The Earl of Carlisle

said, he thought it his duty, having been connected with the late government, to say one word in corroboration of what had just fallen from his noble friend. It was with the greatest surprise that he had heard that it had been stated, in another place, that the difference of opinion between two right hon. gentlemen had not been the cause of the dissolution of the late government; no other cause was assigned at the time in his hearing, and he confessed himself entirely ignorant of any mysterious knowledge of secret machinery and secret intrigue, employed in the dissolution of that government. The cause which had been stated by his noble friend was, as far as his information extended, the real and immediate cause of that event. He felt that his noble friend needed not the vindication of his testimony and assurance; he considered him utterly incapable of palming a spurious, and if spurious, a dishonest and dishonourable, cause of action upon his colleagues and his sovereign.—Under these circumstances, it was scarcely necessary to corroborate the statement of his noble friend.

Being upon his legs, and as explanations were the order of the day, he begged the House to allow him to offer a few words in explanation of his own conduct. He assured noble lords, that it was with great reluctance that he obtruded upon them any observations that applied almost exclusively to himself; but he was, in some measure, relieved from the difficulty, by referring to a document, not indeed regularly before their lordships, but which had been frequently quoted, in the course of the late discussions. He meant a speech purporting to have been lately made at Liverpool; no part of that speech was more correct than that which represented him to have been an old and personal friend of a right hon. gentleman now unfortunately no more. It was a friendship that existed from a very early date of their respective lives; it continued amidst the fluctuations and differences, the jars and contentions, of political life, steady and uninterrupted: it was a friendship, the remembrance of which he should cherish to the latest period of his existence. He would not now dwell upon the manner in which his departed friend had been persecuted when alive, nor on the political rancour with which he had been assailed: even death conferred no immunity, the grave to him was no sanctuary.
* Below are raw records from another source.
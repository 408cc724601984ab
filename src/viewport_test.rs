#![allow(clippy::float_cmp)]

use super::*;

const EPSILON: f64 = 1e-9;

fn approx_eq(a: f64, b: f64) -> bool {
    (a - b).abs() < EPSILON
}

fn point(id: &str, lat: f64, lng: f64) -> Point {
    Point { id: id.into(), display_name: id.into(), coordinates: Some(LatLng::new(lat, lng)), categories: Vec::new() }
}

// --- Bounds ---

#[test]
fn bounds_cover_all_points() {
    let points = [point("a", 51.95, 7.61), point("b", 51.97, 7.62), point("c", 51.96, 7.64)];
    let bounds = Bounds::from_points(&points).unwrap();
    assert_eq!(bounds.south_west, LatLng::new(51.95, 7.61));
    assert_eq!(bounds.north_east, LatLng::new(51.97, 7.64));
}

#[test]
fn bounds_skip_unrenderable_points() {
    let mut broken = point("broken", 0.0, 0.0);
    broken.coordinates = Some(LatLng::new(f64::NAN, 7.0));
    let mut missing = point("missing", 0.0, 0.0);
    missing.coordinates = None;
    let points = [point("a", 51.95, 7.61), broken, missing];
    let bounds = Bounds::from_points(&points).unwrap();
    assert_eq!(bounds.south_west, bounds.north_east);
}

#[test]
fn bounds_of_nothing_is_none() {
    assert_eq!(Bounds::from_points(&[]), None);
    let mut missing = point("missing", 0.0, 0.0);
    missing.coordinates = None;
    assert_eq!(Bounds::from_points(&[missing]), None);
}

#[test]
fn pad_grows_each_side_by_ratio_of_span() {
    let bounds = Bounds { south_west: LatLng::new(50.0, 7.0), north_east: LatLng::new(52.0, 8.0) };
    let padded = bounds.pad(0.2);
    assert!(approx_eq(padded.south_west.lat, 49.6));
    assert!(approx_eq(padded.north_east.lat, 52.4));
    assert!(approx_eq(padded.south_west.lng, 6.8));
    assert!(approx_eq(padded.north_east.lng, 8.2));
}

#[test]
fn pad_of_single_point_is_unchanged() {
    let at = LatLng::new(51.95, 7.62);
    let bounds = Bounds { south_west: at, north_east: at };
    assert_eq!(bounds.pad(0.2), bounds);
}

// --- ViewportConfig ---

#[test]
fn default_config_values() {
    let config = ViewportConfig::default();
    assert_eq!(config.focus_zoom, 14);
    assert_eq!(config.fit_padding, 0.2);
    assert_eq!(config.focus_insets.top, 100.0);
    assert_eq!(config.focus_insets.bottom, 500.0);
}

#[test]
fn focus_centers_at_fixed_zoom() {
    let config = ViewportConfig::default();
    let target = config.focus(LatLng::new(51.95, 7.62));
    assert_eq!(
        target,
        ViewportTarget::Center { center: LatLng::new(51.95, 7.62), zoom: 14, insets: config.focus_insets }
    );
    assert_eq!(target.padded_bounds(), None);
}

#[test]
fn fit_uses_configured_padding() {
    let config = ViewportConfig::default();
    let points = [point("a", 51.95, 7.61), point("b", 51.97, 7.62)];
    let Some(ViewportTarget::FitBounds { bounds, padding }) = config.fit(&points) else {
        panic!("expected fit bounds");
    };
    assert_eq!(padding, 0.2);
    assert_eq!(bounds, Bounds::from_points(&points).unwrap());
}

#[test]
fn fit_without_renderable_points_is_none() {
    assert_eq!(ViewportConfig::default().fit(&[]), None);
}

// --- MapWidget ---

#[derive(Default)]
struct RecordingWidget {
    targets: Vec<ViewportTarget>,
    markers: Vec<String>,
}

impl MapWidget for RecordingWidget {
    fn apply(&mut self, target: &ViewportTarget) {
        if self.targets.last() != Some(target) {
            self.targets.push(*target);
        }
    }

    fn set_markers(&mut self, points: &[Point]) {
        self.markers = points.iter().map(|p| p.id.clone()).collect();
    }
}

#[test]
fn widget_receives_commands_through_trait() {
    let mut widget = RecordingWidget::default();
    let config = ViewportConfig::default();
    let points = [point("a", 51.95, 7.61)];
    let target = config.fit(&points).unwrap();
    widget.set_markers(&points);
    widget.apply(&target);
    widget.apply(&target);
    assert_eq!(widget.targets.len(), 1);
    assert_eq!(widget.markers, vec!["a".to_owned()]);
}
He had heard, with great regret, a noble lord (Ellenborough) describe him as "a dangerous minister." If he was dangerous, it was a danger which the people who supported and encouraged him, the sovereign who selected and protected him, wilfully and deliberately incurred; if he was a dangerous minister it was a danger not felt by those states of Europe that enjoyed the benefits of free institutions: it was a danger not felt by a great power that did not possess that advantage, but whose esteem he had conciliated, in a most important and useful degree.
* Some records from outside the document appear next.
//! Category filter chips, one per known category.

use leptos::prelude::*;

use givemap::category::{CategoryDescriptor, DESCRIPTORS};
use givemap::engine::Event;

use crate::state::session::MapSession;

#[component]
pub fn FilterChips() -> impl IntoView {
    let session = expect_context::<MapSession>();
    let view = session.view();
    let active = Memo::new(move |_| view.with(|v| v.snapshot.active_category.clone()));

    view! {
        <div class="filter-chips">
            {DESCRIPTORS
                .iter()
                .map(|descriptor| view! { <CategoryChip descriptor=descriptor active=active session=session.clone()/> })
                .collect_view()}
        </div>
    }
}

#[component]
fn CategoryChip(
    descriptor: &'static CategoryDescriptor,
    active: Memo<Option<String>>,
    session: MapSession,
) -> impl IntoView {
    let tag = descriptor.category.tag();
    let is_active = move || active.with(|current| current.as_deref() == Some(tag));
    view! {
        <button
            type="button"
            class="chip"
            class:chip-active=is_active
            aria-pressed=move || is_active().to_string()
            on:click=move |_| session.dispatch(Event::SetCategory(Some(tag.to_owned())))
        >
            <span class=format!("icon icon-{}", descriptor.icon) aria-hidden="true"></span>
            {descriptor.label}
        </button>
    }
}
But he had been led away, by the mention of the right hon. gentleman, from the explanation of his own conduct. The existence of the friendship to which he had just referred rendered him, at the time of the formation of the late government, a proper channel of communication between his right hon. friend and his noble friend (lord Lansdowne). The result of that negotiation was, as is well known, the accession of his noble friend to the late cabinet. Upon the dissolution of the late government, and the formation of the present, under the auspices of the noble duke, the existence of that friendship placed him in rather a different position from that occupied by the noble marquis. He would not enter into the detail of transactions connected with the formation of the government in which he was at all personally concerned; but he must say, that considering that he had been instrumental in promoting the accession of the noble marquis to the late government—considering his upright and manly conduct—considering how much he approved of his political principle and the tenour of his political life—he could not reconcile to his private feeling, or his sense of public duty, the separation of his political fate from that of the noble marquis. He had retired, therefore, but with no feelings of disappointment, or mortification. He retired, on the contrary, impressed with a deep sense of the gracious condescendance of his sovereign, and to the noble duke, now at the head of the government, he had to offer his grateful acknowledgments, for the conduct he had held with regard to him. He apologized to the House for having obtruded upon them any detail of a matter personal to himself; but he thought that any one who had occupied a public station, if the occasion justified or required it, should not hesitate to lay before them, the mo- tives and principles which had guided and regulated his public conduct.

The Earl of Morley

said, that reference having been made, by his noble friend who had just sat down, to the principles and ministry of the great statesman whose loss was so generally lamented, he was desirous of offering a few observations to the House. He was the more anxious to do so, as he was in that House certainly the first adherent of that right hon. gentleman; and further, because it had appeared, from a former debate, that some difference of opinion existed amongst those who had been connected with Mr. Canning, as to the line of conduct which it was, under existing circumstances, most accordant with their honour and consistency to adopt. Various theories had, at different times, been maintained, as to the support which those selected by the Crown to conduct its affairs were, upon general grounds, entitled to claim from their lordships, and the other branch of the legislature. Some appeared to think, that the measures of the executive government ought to be received with confidence, whilst others contended that watchfulness and distrust should mark the conduct of Parliament. Without entering into such disquisitions, he felt confident that he expressed the general sentiment of the country when he said, that at no time were the wants of a fixed and settled government more urgent—at no time were the dangers and inconveniences likely to arise from further changes more imminent.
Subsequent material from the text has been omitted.